▶ _Action item_
Go through the records and show each line where the word "general" occurs.

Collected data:
■ ■ ■ ■ ■ ■ ■

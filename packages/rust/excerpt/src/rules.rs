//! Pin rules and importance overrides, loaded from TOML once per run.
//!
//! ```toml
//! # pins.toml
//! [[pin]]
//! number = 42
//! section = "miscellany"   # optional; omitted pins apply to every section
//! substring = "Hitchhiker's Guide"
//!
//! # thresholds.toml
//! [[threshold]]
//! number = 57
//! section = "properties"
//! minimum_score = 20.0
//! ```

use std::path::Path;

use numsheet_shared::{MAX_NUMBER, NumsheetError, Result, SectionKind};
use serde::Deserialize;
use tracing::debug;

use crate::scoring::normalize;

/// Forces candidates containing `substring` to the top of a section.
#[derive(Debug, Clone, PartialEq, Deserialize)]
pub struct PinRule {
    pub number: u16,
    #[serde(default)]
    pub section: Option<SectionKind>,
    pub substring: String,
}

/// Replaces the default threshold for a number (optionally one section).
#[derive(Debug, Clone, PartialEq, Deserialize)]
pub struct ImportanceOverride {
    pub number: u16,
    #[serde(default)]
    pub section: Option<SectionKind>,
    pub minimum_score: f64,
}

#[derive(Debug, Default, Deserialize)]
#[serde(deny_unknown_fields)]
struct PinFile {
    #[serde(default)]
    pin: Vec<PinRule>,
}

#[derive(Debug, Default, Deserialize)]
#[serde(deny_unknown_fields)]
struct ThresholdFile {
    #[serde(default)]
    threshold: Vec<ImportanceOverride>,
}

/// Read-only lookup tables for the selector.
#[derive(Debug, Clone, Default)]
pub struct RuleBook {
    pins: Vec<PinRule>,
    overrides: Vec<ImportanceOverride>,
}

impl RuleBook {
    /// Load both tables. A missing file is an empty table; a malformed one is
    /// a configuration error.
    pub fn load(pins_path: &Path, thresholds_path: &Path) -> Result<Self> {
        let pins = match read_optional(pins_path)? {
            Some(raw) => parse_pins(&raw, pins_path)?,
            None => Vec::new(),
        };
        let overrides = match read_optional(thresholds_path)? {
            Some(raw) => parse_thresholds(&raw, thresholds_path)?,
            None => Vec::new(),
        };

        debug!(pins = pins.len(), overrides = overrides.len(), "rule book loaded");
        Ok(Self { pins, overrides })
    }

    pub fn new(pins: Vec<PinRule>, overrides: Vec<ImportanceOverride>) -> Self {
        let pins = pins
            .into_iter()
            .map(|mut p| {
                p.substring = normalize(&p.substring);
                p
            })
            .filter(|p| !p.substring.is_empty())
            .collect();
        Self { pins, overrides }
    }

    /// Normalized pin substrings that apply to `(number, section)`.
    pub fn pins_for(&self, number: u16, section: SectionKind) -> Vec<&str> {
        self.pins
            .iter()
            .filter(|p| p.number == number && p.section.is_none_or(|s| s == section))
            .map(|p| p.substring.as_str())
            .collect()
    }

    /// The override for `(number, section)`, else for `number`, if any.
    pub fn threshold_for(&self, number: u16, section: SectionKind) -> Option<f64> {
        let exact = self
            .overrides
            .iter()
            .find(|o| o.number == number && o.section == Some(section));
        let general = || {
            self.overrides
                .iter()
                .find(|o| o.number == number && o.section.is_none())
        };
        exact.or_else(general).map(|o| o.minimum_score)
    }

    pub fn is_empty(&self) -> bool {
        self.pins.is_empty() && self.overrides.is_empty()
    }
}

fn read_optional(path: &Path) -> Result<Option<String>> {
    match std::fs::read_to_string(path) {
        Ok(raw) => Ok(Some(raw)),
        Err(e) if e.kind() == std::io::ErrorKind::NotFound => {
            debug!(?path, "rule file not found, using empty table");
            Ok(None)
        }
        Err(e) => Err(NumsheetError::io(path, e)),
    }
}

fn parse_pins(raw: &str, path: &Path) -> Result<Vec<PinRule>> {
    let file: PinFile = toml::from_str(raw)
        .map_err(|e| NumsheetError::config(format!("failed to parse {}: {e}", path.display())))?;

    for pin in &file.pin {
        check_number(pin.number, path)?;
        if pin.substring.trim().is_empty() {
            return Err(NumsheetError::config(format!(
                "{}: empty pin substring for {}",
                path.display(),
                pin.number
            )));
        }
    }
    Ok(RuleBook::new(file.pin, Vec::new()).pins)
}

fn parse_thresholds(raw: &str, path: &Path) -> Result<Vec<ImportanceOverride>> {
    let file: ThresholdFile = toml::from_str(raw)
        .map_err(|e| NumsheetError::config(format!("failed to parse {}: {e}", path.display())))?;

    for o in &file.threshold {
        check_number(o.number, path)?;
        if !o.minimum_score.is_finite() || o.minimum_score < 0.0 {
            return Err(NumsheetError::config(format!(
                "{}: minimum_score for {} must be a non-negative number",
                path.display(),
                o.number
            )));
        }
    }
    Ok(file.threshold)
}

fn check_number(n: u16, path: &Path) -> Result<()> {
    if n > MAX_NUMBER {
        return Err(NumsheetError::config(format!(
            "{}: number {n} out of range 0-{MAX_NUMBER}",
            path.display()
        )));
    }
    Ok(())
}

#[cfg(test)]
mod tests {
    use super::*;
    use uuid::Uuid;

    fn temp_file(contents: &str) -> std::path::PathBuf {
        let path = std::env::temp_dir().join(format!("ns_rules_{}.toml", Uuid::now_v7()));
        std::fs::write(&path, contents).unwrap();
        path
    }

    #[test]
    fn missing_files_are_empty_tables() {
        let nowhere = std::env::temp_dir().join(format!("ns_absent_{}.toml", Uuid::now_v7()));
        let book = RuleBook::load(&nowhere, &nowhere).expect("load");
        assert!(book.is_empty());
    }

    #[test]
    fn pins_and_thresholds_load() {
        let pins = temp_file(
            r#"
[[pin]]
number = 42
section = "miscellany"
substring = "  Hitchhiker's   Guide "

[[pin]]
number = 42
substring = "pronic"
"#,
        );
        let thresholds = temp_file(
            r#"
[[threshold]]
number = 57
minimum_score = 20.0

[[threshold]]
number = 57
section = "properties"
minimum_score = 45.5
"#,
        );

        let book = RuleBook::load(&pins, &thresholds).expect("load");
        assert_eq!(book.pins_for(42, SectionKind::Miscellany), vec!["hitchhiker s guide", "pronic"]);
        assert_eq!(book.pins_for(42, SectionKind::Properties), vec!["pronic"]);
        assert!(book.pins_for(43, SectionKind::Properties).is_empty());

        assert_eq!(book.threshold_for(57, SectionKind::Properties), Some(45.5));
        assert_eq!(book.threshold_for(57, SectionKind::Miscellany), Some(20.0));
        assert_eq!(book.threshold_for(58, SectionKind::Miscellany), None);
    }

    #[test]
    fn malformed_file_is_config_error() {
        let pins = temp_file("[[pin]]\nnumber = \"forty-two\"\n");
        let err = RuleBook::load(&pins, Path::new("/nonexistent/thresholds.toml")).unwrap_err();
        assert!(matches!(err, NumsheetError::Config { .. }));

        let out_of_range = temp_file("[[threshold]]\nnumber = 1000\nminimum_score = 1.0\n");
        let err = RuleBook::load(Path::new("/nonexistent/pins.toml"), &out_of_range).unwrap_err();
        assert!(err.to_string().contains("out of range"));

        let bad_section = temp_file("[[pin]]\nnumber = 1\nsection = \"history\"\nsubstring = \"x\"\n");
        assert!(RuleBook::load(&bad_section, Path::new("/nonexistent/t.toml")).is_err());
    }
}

■ ■ ■ ■ ■ ■ ■

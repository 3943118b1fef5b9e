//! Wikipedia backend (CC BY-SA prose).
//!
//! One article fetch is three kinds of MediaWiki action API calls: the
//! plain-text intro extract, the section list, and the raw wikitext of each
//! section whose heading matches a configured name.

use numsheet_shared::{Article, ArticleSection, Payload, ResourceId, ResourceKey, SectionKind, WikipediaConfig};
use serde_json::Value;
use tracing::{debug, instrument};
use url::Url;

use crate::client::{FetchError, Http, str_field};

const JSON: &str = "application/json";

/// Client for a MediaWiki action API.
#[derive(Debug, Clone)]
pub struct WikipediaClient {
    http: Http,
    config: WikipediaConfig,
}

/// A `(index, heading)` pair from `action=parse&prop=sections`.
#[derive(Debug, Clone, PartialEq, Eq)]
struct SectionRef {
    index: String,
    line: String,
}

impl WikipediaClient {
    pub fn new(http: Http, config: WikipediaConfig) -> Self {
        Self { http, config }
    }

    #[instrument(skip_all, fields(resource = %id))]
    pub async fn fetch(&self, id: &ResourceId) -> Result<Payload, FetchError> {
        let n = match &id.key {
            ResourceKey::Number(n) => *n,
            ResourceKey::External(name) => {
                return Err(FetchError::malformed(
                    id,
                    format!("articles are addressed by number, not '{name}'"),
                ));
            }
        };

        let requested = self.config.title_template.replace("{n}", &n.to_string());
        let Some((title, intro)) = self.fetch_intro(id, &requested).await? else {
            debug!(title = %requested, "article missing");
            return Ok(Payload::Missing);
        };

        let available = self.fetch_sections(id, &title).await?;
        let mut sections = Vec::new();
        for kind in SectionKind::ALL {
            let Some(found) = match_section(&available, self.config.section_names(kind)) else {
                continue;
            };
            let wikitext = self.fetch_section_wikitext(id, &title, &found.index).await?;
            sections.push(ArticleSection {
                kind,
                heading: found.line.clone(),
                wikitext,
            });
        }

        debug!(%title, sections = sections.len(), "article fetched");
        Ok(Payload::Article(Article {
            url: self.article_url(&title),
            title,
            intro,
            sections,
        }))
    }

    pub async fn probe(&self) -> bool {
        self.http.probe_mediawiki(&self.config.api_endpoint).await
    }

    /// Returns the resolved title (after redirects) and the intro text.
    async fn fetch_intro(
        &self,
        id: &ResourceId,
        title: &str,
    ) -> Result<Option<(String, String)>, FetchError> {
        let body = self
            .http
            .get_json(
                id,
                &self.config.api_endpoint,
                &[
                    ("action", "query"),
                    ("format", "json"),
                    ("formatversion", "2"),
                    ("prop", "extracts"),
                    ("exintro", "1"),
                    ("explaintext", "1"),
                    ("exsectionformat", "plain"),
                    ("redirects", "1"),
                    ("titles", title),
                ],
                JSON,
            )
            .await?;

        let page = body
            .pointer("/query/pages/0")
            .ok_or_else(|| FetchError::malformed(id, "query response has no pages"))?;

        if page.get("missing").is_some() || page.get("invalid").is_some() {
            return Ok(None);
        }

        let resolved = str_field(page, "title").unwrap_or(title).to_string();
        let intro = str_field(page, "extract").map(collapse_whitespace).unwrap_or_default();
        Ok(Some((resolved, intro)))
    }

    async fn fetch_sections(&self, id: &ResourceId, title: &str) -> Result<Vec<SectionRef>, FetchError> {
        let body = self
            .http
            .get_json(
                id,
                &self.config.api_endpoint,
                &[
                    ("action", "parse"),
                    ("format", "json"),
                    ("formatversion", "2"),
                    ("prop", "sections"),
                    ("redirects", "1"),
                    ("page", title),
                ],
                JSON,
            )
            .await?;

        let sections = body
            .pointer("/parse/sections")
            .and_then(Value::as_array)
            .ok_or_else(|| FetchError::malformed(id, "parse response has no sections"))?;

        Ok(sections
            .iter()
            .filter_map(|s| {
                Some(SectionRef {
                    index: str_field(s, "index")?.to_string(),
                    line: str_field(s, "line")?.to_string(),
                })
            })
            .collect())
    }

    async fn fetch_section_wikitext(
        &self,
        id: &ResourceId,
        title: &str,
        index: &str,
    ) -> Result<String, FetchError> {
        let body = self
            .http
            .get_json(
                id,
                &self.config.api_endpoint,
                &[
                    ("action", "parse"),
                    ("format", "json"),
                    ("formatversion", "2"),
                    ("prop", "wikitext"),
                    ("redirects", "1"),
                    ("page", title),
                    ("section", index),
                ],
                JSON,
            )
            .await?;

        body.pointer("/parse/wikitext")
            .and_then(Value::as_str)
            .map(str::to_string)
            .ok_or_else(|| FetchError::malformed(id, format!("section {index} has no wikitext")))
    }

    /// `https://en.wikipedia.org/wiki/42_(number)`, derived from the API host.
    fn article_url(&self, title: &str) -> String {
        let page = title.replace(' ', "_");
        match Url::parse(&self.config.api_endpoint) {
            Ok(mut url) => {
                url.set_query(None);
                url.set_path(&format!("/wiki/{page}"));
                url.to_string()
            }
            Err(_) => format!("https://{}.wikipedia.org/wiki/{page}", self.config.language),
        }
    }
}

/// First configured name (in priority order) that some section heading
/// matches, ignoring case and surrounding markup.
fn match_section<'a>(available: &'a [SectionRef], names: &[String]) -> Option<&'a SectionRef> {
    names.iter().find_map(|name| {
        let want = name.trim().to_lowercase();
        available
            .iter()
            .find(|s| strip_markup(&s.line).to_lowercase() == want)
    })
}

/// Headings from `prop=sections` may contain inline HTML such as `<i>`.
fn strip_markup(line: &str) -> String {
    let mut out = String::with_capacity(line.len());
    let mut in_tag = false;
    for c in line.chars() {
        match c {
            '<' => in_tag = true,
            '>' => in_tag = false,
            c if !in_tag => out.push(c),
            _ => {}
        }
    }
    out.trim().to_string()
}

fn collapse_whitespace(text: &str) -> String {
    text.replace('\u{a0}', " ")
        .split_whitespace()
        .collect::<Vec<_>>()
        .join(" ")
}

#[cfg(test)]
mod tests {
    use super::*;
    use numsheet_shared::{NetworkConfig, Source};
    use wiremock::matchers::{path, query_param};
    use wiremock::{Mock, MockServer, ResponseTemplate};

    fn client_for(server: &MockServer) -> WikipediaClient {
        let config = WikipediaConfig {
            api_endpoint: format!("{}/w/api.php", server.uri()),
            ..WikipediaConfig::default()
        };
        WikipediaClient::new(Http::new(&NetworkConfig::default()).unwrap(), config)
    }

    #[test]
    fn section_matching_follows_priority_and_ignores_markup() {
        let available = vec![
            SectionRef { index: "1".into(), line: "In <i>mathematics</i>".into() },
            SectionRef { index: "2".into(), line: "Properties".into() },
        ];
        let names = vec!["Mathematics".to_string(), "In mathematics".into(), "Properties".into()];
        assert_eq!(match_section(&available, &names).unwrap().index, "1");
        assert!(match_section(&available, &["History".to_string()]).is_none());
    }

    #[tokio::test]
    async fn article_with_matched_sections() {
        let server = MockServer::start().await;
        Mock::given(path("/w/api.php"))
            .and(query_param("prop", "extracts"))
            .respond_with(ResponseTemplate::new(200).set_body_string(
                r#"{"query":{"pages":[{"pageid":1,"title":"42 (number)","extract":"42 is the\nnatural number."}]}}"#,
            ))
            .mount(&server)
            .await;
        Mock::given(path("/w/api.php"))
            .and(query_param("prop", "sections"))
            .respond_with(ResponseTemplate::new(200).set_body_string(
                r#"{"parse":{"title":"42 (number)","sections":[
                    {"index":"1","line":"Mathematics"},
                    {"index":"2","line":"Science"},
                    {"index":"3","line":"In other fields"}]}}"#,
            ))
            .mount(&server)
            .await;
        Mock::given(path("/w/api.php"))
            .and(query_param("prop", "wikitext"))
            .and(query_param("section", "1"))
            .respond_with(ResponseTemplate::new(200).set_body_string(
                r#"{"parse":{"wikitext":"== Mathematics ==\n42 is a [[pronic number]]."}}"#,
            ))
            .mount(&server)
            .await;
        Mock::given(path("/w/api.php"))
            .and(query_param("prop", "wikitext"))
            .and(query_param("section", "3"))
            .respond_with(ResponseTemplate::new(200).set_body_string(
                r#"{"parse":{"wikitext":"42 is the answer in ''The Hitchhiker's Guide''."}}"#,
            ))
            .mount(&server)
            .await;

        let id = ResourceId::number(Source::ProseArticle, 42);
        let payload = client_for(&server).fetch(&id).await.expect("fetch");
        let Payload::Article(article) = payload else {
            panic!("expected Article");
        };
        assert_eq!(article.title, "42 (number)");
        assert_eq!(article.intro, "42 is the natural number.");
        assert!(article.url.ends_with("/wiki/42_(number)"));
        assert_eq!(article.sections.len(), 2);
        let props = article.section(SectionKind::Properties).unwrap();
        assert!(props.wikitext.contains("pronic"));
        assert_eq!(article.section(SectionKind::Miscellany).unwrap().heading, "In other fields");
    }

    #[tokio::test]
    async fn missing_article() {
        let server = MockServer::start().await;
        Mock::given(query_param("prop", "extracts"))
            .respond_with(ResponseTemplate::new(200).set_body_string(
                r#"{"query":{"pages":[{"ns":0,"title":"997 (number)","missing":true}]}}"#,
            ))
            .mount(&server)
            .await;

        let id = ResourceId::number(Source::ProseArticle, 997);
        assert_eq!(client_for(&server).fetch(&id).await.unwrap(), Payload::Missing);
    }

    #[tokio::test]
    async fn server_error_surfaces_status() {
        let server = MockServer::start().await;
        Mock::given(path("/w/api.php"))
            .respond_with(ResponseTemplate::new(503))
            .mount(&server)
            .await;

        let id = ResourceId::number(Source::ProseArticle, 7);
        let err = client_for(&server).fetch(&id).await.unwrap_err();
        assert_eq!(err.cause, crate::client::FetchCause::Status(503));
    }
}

■ ■ ■ ■ ■ ■ ■

▶ _Solution_
        let general = || {
        exact.or_else(general).map(|o| o.minimum_score)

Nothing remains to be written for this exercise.